**Task statement**
Retype word for word the lines of the data below, from the first to the one bearing "Compile Errors ===================== */", with that one included.

── Data for processing ──

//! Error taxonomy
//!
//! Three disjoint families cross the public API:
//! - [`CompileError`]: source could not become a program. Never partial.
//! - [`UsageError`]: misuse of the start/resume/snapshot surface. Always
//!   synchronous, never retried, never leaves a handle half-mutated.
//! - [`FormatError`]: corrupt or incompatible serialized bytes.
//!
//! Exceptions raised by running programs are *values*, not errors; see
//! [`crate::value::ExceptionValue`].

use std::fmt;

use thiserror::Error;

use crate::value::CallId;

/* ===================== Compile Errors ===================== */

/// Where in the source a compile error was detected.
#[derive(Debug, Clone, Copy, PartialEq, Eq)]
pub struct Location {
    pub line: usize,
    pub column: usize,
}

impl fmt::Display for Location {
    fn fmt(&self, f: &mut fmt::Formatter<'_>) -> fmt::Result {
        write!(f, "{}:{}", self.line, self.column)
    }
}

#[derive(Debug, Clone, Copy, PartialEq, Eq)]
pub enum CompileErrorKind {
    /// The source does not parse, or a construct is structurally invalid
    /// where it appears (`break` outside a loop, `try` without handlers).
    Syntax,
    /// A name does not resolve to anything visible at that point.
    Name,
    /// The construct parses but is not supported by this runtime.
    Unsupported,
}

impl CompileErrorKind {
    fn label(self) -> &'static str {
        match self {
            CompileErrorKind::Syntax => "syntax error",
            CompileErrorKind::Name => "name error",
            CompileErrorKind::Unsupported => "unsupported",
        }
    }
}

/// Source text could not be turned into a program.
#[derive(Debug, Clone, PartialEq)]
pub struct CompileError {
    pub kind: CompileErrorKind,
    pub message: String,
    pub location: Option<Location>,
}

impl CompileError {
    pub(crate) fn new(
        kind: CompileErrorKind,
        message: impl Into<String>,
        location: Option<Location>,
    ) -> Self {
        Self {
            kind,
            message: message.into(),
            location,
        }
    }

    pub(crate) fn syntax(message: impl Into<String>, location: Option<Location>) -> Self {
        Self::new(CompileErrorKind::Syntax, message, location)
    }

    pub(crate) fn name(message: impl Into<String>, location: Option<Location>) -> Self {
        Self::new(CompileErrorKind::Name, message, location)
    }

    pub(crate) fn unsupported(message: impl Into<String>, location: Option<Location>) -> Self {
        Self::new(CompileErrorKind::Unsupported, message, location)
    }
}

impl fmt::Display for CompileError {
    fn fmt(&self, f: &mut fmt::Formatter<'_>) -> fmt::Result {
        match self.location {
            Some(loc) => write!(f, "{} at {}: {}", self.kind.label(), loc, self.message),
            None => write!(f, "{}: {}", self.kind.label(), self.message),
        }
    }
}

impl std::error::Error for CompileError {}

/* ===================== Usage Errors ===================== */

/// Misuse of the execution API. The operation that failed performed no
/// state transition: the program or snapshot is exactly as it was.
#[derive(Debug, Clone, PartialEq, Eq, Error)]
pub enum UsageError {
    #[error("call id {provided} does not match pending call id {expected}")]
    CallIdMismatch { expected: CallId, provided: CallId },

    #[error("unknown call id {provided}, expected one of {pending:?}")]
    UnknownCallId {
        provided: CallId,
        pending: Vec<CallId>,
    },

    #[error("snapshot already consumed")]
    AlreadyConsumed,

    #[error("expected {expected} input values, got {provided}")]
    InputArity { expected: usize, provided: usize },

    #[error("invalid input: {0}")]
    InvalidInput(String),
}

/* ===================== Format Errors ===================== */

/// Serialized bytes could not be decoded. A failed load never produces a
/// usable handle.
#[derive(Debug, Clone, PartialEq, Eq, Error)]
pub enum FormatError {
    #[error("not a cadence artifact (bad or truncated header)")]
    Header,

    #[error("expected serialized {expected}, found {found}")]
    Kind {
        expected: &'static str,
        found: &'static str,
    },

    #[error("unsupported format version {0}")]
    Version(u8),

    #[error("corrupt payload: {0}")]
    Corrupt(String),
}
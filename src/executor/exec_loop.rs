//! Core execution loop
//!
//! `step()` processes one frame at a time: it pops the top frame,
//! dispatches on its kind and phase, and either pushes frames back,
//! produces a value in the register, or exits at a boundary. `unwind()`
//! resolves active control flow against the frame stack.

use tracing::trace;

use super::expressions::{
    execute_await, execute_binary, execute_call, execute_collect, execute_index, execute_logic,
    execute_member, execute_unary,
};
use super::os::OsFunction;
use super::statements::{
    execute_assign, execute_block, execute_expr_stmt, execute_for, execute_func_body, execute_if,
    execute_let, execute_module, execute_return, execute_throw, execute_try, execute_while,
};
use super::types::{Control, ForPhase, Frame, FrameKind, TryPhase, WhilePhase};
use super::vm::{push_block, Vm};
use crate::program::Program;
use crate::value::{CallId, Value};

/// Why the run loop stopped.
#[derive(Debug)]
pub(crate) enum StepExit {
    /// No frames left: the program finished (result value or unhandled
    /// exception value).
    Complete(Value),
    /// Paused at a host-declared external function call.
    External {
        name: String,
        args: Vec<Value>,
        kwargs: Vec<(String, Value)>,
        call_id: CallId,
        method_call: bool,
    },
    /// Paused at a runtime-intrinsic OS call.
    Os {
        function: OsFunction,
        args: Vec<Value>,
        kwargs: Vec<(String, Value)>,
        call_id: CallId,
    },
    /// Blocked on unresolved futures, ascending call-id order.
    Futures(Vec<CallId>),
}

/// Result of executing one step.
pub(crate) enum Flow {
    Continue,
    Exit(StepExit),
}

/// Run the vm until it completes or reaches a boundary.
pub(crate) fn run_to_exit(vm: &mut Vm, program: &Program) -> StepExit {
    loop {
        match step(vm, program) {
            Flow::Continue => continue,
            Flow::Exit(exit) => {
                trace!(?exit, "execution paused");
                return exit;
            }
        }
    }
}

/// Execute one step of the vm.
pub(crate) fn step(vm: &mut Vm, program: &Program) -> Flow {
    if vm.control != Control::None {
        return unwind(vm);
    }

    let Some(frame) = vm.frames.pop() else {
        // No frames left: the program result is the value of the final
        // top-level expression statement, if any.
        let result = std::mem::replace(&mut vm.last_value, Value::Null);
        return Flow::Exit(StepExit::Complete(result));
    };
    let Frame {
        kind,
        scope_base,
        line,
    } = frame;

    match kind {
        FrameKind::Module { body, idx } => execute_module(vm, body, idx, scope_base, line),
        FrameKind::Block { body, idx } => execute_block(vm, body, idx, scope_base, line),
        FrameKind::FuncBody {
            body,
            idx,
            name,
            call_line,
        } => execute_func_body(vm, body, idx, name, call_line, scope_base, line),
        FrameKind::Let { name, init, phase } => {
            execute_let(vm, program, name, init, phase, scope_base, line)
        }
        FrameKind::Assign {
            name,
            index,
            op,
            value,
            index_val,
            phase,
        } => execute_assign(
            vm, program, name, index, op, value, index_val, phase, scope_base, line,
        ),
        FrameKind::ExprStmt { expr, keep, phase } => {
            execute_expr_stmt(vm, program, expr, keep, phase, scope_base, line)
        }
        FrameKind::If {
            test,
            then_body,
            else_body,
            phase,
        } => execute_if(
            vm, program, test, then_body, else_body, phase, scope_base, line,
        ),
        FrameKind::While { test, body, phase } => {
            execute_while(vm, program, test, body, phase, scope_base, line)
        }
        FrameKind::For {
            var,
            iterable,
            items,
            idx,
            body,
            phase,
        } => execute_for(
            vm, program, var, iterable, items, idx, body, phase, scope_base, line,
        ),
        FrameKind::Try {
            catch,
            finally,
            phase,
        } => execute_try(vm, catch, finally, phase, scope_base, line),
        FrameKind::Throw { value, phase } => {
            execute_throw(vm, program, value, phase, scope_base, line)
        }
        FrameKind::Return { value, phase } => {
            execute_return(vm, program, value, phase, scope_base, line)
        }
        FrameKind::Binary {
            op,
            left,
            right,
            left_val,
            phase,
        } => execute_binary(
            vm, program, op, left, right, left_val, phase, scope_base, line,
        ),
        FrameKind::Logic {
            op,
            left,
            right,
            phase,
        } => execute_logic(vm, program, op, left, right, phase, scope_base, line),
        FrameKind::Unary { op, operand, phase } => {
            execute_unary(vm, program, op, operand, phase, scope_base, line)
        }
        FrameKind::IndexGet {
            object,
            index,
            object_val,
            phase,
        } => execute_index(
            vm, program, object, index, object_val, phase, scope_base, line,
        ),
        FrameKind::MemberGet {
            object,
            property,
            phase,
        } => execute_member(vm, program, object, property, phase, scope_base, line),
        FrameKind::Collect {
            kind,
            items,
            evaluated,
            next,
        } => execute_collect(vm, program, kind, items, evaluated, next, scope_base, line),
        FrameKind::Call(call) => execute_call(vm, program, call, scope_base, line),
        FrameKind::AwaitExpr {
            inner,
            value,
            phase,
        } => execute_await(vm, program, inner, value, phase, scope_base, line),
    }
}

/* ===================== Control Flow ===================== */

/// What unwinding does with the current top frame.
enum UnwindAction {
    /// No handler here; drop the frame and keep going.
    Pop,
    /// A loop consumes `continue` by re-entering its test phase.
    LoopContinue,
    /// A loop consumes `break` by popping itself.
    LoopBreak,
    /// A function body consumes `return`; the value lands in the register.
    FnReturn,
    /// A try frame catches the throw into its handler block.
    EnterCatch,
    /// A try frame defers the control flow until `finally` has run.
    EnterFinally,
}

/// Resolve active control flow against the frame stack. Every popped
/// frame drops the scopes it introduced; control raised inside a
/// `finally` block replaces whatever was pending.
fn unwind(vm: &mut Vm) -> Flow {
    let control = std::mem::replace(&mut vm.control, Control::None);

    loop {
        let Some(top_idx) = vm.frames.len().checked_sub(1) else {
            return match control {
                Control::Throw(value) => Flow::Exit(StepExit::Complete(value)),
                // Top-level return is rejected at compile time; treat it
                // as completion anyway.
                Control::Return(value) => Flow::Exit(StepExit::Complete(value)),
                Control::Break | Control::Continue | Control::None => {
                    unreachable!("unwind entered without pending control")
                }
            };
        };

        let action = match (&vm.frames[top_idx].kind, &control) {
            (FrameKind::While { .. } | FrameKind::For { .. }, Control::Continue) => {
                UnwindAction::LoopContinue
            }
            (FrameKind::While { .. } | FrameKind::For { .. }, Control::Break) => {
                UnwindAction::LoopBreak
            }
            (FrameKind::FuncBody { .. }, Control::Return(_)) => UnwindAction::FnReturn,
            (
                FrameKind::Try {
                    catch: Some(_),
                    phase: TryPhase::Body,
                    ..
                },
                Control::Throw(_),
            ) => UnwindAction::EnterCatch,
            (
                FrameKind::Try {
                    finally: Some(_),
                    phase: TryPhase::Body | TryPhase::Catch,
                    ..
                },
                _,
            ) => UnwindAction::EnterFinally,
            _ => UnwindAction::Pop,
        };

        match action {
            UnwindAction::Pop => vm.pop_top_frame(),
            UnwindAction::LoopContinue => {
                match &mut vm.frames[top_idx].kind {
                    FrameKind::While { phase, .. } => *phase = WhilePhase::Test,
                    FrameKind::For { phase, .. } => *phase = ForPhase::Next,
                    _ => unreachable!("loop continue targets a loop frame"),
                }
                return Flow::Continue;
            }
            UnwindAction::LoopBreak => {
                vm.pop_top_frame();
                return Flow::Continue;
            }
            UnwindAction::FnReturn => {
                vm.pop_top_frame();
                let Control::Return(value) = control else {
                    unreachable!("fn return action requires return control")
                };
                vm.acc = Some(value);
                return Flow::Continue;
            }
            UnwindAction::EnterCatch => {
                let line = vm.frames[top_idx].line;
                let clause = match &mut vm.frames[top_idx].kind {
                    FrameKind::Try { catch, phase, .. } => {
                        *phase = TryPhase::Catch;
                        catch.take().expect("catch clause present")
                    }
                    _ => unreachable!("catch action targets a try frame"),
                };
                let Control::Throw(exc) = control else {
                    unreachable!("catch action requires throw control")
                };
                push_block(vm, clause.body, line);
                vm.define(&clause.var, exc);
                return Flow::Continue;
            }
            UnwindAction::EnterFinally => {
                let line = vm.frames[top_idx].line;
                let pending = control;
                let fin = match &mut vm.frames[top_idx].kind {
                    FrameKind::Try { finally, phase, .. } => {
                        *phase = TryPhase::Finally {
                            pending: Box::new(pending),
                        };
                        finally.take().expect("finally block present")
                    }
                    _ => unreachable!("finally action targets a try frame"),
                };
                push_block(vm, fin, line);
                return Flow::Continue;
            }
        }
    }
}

───

**Answer for the task**
//! Error taxonomy
//!
//! Three disjoint families cross the public API:
//! - [`CompileError`]: source could not become a program. Never partial.
//! - [`UsageError`]: misuse of the start/resume/snapshot surface. Always
//!   synchronous, never retried, never leaves a handle half-mutated.
//! - [`FormatError`]: corrupt or incompatible serialized bytes.
//!
//! Exceptions raised by running programs are *values*, not errors; see
//! [`crate::value::ExceptionValue`].

use std::fmt;

use thiserror::Error;

use crate::value::CallId;

/* ===================== Compile Errors ===================== */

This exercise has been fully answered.